WebHome < Tangible

Complementary Activity: Virtual and Augmented Reality with Tangible Interfaces and Surface Based Interactions

Interaction Models and Imaging: This activity is dedicated to surface-based interactions, an important paradigm encapsulating human navigation in complex natural environments. While humans see, recognize, and interact with objects around them, most of the visual cues and feedback can be associated with specific surfaces. We will thus discuss some surface-oriented interaction models that employ surface views for image extraction, analysis, and consequent localization based on embedded digital codes. This approach allows for direct recognition and interactions with physical objects based on surface coordinates and object identifiers derived from digitally encoded surfaces.

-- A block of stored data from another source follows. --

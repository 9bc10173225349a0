//! Interactive NBA player statistics dashboard.
//!
//! The data layer is UI-independent: [`data::aggregate::aggregate`] filters a
//! [`Dataset`] and pivots mean points per (age, position), and
//! [`data::reshape::melt`] turns that wide table into chart series. The `ui`
//! and [`app`] modules draw both with egui.

pub mod app;
pub mod color;
pub mod config;
pub mod data;
pub mod state;
pub mod ui;

pub use config::DashboardConfig;
pub use data::aggregate::{aggregate, AggregatedTable, CellStats, FILL_VALUE};
pub use data::cache::DatasetCache;
pub use data::filter::{AgeRange, FilterCriteria};
pub use data::loader::{load_file, DataLoadError};
pub use data::model::{Dataset, PlayerRecord, Position};
pub use data::reshape::{melt, pivot, ChartPoint, ChartSeries};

Carpet Encoding Approaches: Humans are capable of navigating surroundings based on human-oriented cues and information embedded in the environment. Such cues and information, however, tend to be difficult to extract and analyze by computers, automated systems, and robots. We will thus consider different approaches for enhancing physical surfaces with specialized carpet codes that encapsulate identification and localization information suitable for digital processing. Information from such digitally encoded surfaces can be reliably extracted by a simple video camera connected to a computer or by a camera embedded in a Smartphone or another portable device.

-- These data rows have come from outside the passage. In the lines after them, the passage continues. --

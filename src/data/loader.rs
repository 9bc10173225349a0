use std::fs::File;
use std::io::BufReader;
use std::path::{Path, PathBuf};

use serde_json::Value as JsonValue;
use thiserror::Error;

use super::model::{Dataset, PlayerRecord, Position};

/// Header names of the columns the dashboard reads.
pub const POSITION_COLUMN: &str = "Pos";
pub const AGE_COLUMN: &str = "Age";
pub const POINTS_COLUMN: &str = "PTS";
pub const PLAYER_COLUMN: &str = "Player";
pub const TEAM_COLUMN: &str = "Tm";

// ---------------------------------------------------------------------------
// Errors
// ---------------------------------------------------------------------------

/// Why a dataset could not be loaded. Every variant is fatal for the page.
#[derive(Debug, Error)]
pub enum DataLoadError {
    #[error("cannot read {}: {source}", path.display())]
    Io {
        path: PathBuf,
        #[source]
        source: std::io::Error,
    },

    #[error("malformed delimited file {}: {source}", path.display())]
    Csv {
        path: PathBuf,
        #[source]
        source: csv::Error,
    },

    #[error("malformed JSON file {}: {source}", path.display())]
    Json {
        path: PathBuf,
        #[source]
        source: serde_json::Error,
    },

    #[error("{} has no '{column}' column", path.display())]
    MissingColumn { path: PathBuf, column: String },

    #[error("{} row {row}: '{value}' is not a valid {column}", path.display())]
    InvalidValue {
        path: PathBuf,
        row: usize,
        column: String,
        value: String,
    },

    #[error("unsupported file extension '.{extension}' for {}", path.display())]
    UnsupportedFormat { path: PathBuf, extension: String },
}

// ---------------------------------------------------------------------------
// Public entry-point
// ---------------------------------------------------------------------------

/// Load a player dataset from a file.  Dispatch by extension.
///
/// Supported formats:
/// * `.csv`         – comma-delimited with a header row
/// * `.tsv`, `.tab` – tab-delimited with a header row
/// * `.json`        – `[{ "Pos": "PG", "Age": 25, "PTS": 20.1, ... }, ...]`
///
/// `Pos`, `Age` and `PTS` are required; `Player` and `Tm` are picked up when
/// present and every other column is ignored.
pub fn load_file(path: &Path) -> Result<Dataset, DataLoadError> {
    let ext = path
        .extension()
        .and_then(|e| e.to_str())
        .unwrap_or("")
        .to_ascii_lowercase();

    let dataset = match ext.as_str() {
        "csv" => load_delimited(path, b',')?,
        "tsv" | "tab" => load_delimited(path, b'\t')?,
        "json" => load_json(path)?,
        other => {
            return Err(DataLoadError::UnsupportedFormat {
                path: path.to_path_buf(),
                extension: other.to_string(),
            })
        }
    };

    log::info!(
        "Loaded {} player rows from {} (positions: {:?})",
        dataset.len(),
        path.display(),
        dataset.positions()
    );
    Ok(dataset)
}

// ---------------------------------------------------------------------------
// Delimited-text loader
// ---------------------------------------------------------------------------

fn load_delimited(path: &Path, delimiter: u8) -> Result<Dataset, DataLoadError> {
    let file = File::open(path).map_err(|source| DataLoadError::Io {
        path: path.to_path_buf(),
        source,
    })?;
    let csv_err = |source| DataLoadError::Csv {
        path: path.to_path_buf(),
        source,
    };

    let mut reader = csv::ReaderBuilder::new()
        .delimiter(delimiter)
        .trim(csv::Trim::All)
        .from_reader(BufReader::new(file));

    let headers: Vec<String> = reader
        .headers()
        .map_err(csv_err)?
        .iter()
        .map(|h| h.to_string())
        .collect();

    let required = |name: &str| {
        headers
            .iter()
            .position(|h| h == name)
            .ok_or_else(|| DataLoadError::MissingColumn {
                path: path.to_path_buf(),
                column: name.to_string(),
            })
    };
    let pos_idx = required(POSITION_COLUMN)?;
    let age_idx = required(AGE_COLUMN)?;
    let pts_idx = required(POINTS_COLUMN)?;
    let player_idx = headers.iter().position(|h| h == PLAYER_COLUMN);
    let team_idx = headers.iter().position(|h| h == TEAM_COLUMN);

    let mut records = Vec::new();

    for (i, result) in reader.records().enumerate() {
        let row = i + 1;
        let record = result.map_err(csv_err)?;
        let cell = |idx: usize| record.get(idx).unwrap_or("");
        let optional = |idx: Option<usize>| {
            idx.map(cell)
                .filter(|s| !s.is_empty())
                .map(str::to_string)
        };

        records.push(PlayerRecord {
            player: optional(player_idx),
            team: optional(team_idx),
            position: parse_position(cell(pos_idx), path, row)?,
            age: parse_age(cell(age_idx), path, row)?,
            points: parse_points(cell(pts_idx), path, row)?,
        });
    }

    Ok(Dataset::from_records(records))
}

// ---------------------------------------------------------------------------
// JSON loader
// ---------------------------------------------------------------------------

/// Expected JSON schema (records-oriented, `df.to_json(orient='records')`):
///
/// ```json
/// [
///   { "Player": "A. Guard", "Pos": "PG", "Age": 25, "Tm": "BOS", "PTS": 20.1 },
///   ...
/// ]
/// ```
///
/// Numeric cells may also be given as strings.
fn load_json(path: &Path) -> Result<Dataset, DataLoadError> {
    let file = File::open(path).map_err(|source| DataLoadError::Io {
        path: path.to_path_buf(),
        source,
    })?;
    let root: JsonValue =
        serde_json::from_reader(BufReader::new(file)).map_err(|source| DataLoadError::Json {
            path: path.to_path_buf(),
            source,
        })?;

    let invalid = |row: usize, column: &str, value: String| DataLoadError::InvalidValue {
        path: path.to_path_buf(),
        row,
        column: column.to_string(),
        value,
    };

    let rows = root
        .as_array()
        .ok_or_else(|| invalid(0, "record array", root.to_string()))?;

    let mut records = Vec::with_capacity(rows.len());

    for (i, rec) in rows.iter().enumerate() {
        let row = i + 1;
        let obj = rec
            .as_object()
            .ok_or_else(|| invalid(row, "record", rec.to_string()))?;

        let required = |name: &str| {
            obj.get(name)
                .map(json_cell_text)
                .ok_or_else(|| DataLoadError::MissingColumn {
                    path: path.to_path_buf(),
                    column: name.to_string(),
                })
        };
        let optional = |name: &str| {
            obj.get(name)
                .map(json_cell_text)
                .filter(|s| !s.is_empty())
        };

        records.push(PlayerRecord {
            player: optional(PLAYER_COLUMN),
            team: optional(TEAM_COLUMN),
            position: parse_position(&required(POSITION_COLUMN)?, path, row)?,
            age: parse_age(&required(AGE_COLUMN)?, path, row)?,
            points: parse_points(&required(POINTS_COLUMN)?, path, row)?,
        });
    }

    Ok(Dataset::from_records(records))
}

fn json_cell_text(val: &JsonValue) -> String {
    match val {
        JsonValue::String(s) => s.trim().to_string(),
        JsonValue::Null => String::new(),
        other => other.to_string(),
    }
}

// ---------------------------------------------------------------------------
// Cell parsing shared by both loaders
// ---------------------------------------------------------------------------

fn parse_position(s: &str, path: &Path, row: usize) -> Result<Position, DataLoadError> {
    let s = s.trim();
    if s.is_empty() {
        return Err(invalid_value(path, row, POSITION_COLUMN, s));
    }
    Ok(Position::new(s))
}

/// Ages are whole years; integral floats such as `"25.0"` are accepted.
fn parse_age(s: &str, path: &Path, row: usize) -> Result<u32, DataLoadError> {
    let s = s.trim();
    if let Ok(age) = s.parse::<u32>() {
        return Ok(age);
    }
    match s.parse::<f64>() {
        Ok(v) if v.is_finite() && v >= 0.0 && v.fract() == 0.0 && v <= u32::MAX as f64 => {
            Ok(v as u32)
        }
        _ => Err(invalid_value(path, row, AGE_COLUMN, s)),
    }
}

fn parse_points(s: &str, path: &Path, row: usize) -> Result<f64, DataLoadError> {
    let s = s.trim();
    match s.parse::<f64>() {
        Ok(v) if v.is_finite() => Ok(v),
        _ => Err(invalid_value(path, row, POINTS_COLUMN, s)),
    }
}

fn invalid_value(path: &Path, row: usize, column: &str, value: &str) -> DataLoadError {
    DataLoadError::InvalidValue {
        path: path.to_path_buf(),
        row,
        column: column.to_string(),
        value: value.to_string(),
    }
}

#[cfg(test)]
mod tests {
    use super::*;

    fn here() -> &'static Path {
        Path::new("players.csv")
    }

    #[test]
    fn age_accepts_integral_floats() {
        assert_eq!(parse_age("25", here(), 1).unwrap(), 25);
        assert_eq!(parse_age(" 31.0 ", here(), 1).unwrap(), 31);
        assert!(parse_age("25.5", here(), 1).is_err());
        assert!(parse_age("-3", here(), 1).is_err());
        assert!(parse_age("", here(), 1).is_err());
    }

    #[test]
    fn points_reject_non_finite_and_blank() {
        assert_eq!(parse_points("12.75", here(), 1).unwrap(), 12.75);
        assert!(parse_points("NaN", here(), 2).is_err());
        assert!(parse_points("inf", here(), 2).is_err());
        assert!(parse_points("", here(), 2).is_err());
    }

    #[test]
    fn invalid_value_message_names_row_and_column() {
        let err = parse_points("abc", here(), 7).unwrap_err();
        let msg = err.to_string();
        assert!(msg.contains("row 7"), "{msg}");
        assert!(msg.contains("PTS"), "{msg}");
    }

    #[test]
    fn unknown_extension_is_rejected() {
        let err = load_file(Path::new("players.xlsx")).unwrap_err();
        assert!(matches!(
            err,
            DataLoadError::UnsupportedFormat { ref extension, .. } if extension == "xlsx"
        ));
    }

    #[test]
    fn missing_file_is_an_io_error() {
        let err = load_file(Path::new("does/not/exist.csv")).unwrap_err();
        assert!(matches!(err, DataLoadError::Io { .. }));
    }
}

Interfaces and Applications: We introduce some techniques for physical embedding of digital codes into surfaces, and present some of their applications. In respect to employed digital surface encodings, we discuss various options for optical input, ranging from specialized code readers that we have developed, to standard, stand-alone, and embedded cameras. Examples of digital enhancements of product labels and illustrations of possible interactions for information discovery and referencing will be given. We will also touch on the Flexible Scanning Tablet (FST) for testing with electromagnetic acoustic transducers and the parking simulation and guidance experimental system that we have developed.

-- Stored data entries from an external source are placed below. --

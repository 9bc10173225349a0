use eframe::egui::{RichText, TextStyle, Ui};
use egui_plot::{uniform_grid_spacer, Legend, Line, Plot, PlotPoints};

use crate::state::AppState;

/// Text style registered at startup for legend entries.
pub const LEGEND_TEXT_STYLE: &str = "legend";

// ---------------------------------------------------------------------------
// Average points line chart (central panel)
// ---------------------------------------------------------------------------

/// Render one line per position, average points against age.
///
/// Age is a nominal axis: each distinct age gets an evenly spaced slot
/// regardless of the gap to its neighbours, and ticks show the age itself.
pub fn points_chart(ui: &mut Ui, state: &AppState) {
    let series = &state.view.series;
    let cfg = &state.config;
    let labels = series.age_labels();

    if series.is_empty() {
        ui.weak("Nothing to plot.");
    }

    let tick_labels = labels.clone();
    let hover_labels = labels.clone();

    Plot::new("points_by_age")
        .height(cfg.chart_height)
        .width(ui.available_width())
        .legend(Legend::default().text_style(TextStyle::Name(LEGEND_TEXT_STYLE.into())))
        .x_axis_label(RichText::new("Age").size(cfg.axis_title_size))
        .y_axis_label(RichText::new("Average Points").size(cfg.axis_title_size))
        .x_grid_spacer(uniform_grid_spacer(|_| [1.0, 5.0, 10.0]))
        .x_axis_formatter(move |mark, _range| tick_label(&tick_labels, mark.value))
        .label_formatter(move |name, value| {
            if name.is_empty() {
                return String::new();
            }
            format!(
                "{name}\nAge {}\n{:.2} pts",
                tick_label(&hover_labels, value.x),
                value.y
            )
        })
        .include_y(0.0)
        .allow_scroll(false)
        .show(ui, |plot_ui| {
            for (pos, points) in series.lines() {
                let coords: PlotPoints = points
                    .iter()
                    .filter_map(|p| {
                        let slot = labels.binary_search(&p.age).ok()?;
                        Some([slot as f64, p.average_points])
                    })
                    .collect();

                let line = Line::new(coords)
                    .name(pos.as_str())
                    .color(state.colors.color_for(pos))
                    .width(2.0);

                plot_ui.line(line);
            }
        });
}

/// Age label for an x-axis slot, empty between slots and outside the data.
fn tick_label(labels: &[u32], x: f64) -> String {
    let slot = x.round();
    if (x - slot).abs() > 1e-6 || slot < 0.0 {
        return String::new();
    }
    labels
        .get(slot as usize)
        .map(|age| age.to_string())
        .unwrap_or_default()
}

Multi-resolution Codes: Signs and billboards around us are meant to be seen from certain distances- if we are too close we miss the big picture and if we are too far we miss the small details. When it comes to machine vision, however, the meaning of "too close" and "too far" may vary, depending on the parameters of the employed optical system that are not known in advance. In this context we introduce and discuss various methods and approaches for multi-resolution encoding that allows for reliable access to embedded information irrespective of distances and employed optical systems. This approach is particularly suitable for digitally encoded information, designed for computerized image processing and robot vision. It can also be employed for creation of human-oriented emergency signs and announcements with enhanced visibility e.g. under severe conditions and for people with reduced vision.

Possible Projects

A picture dictionary that illustrates meaning through multimedia, e.g. scanning a picture could, for example i) play a sound file and/or ii) show a video
A Sign Language dictionary that illustrate the signing process through multimedia and/or CG animation e.g. scanning a picture (key frame) could, for example i) play a video from the corresponding frame to illustrate the sign and/or ii) execute a script to animate an avatar showing the corresponding sign
An augmented tangible-interface dictionary/manual that employs physical objects for interactions and access to (online) content, e.g. taking a picture of a physical object could, for example i) play an explanatory sound file and show an illustrative video of the object and/or ii) visualize CG and VR models to clarify the meaning and employ AR to demonstrate the object use and functionally

Questions to consider

How do you use the pictures/frames from the dictionaries for direct recognition and linking?
How does the recognition rate change as the number of registered pictures/frames increase?
How does picture/frame-based linking compare to barcodes, surface codes, and multi-resolution codes
How will the above approaches work with a screen instead of printed materials and physical objects?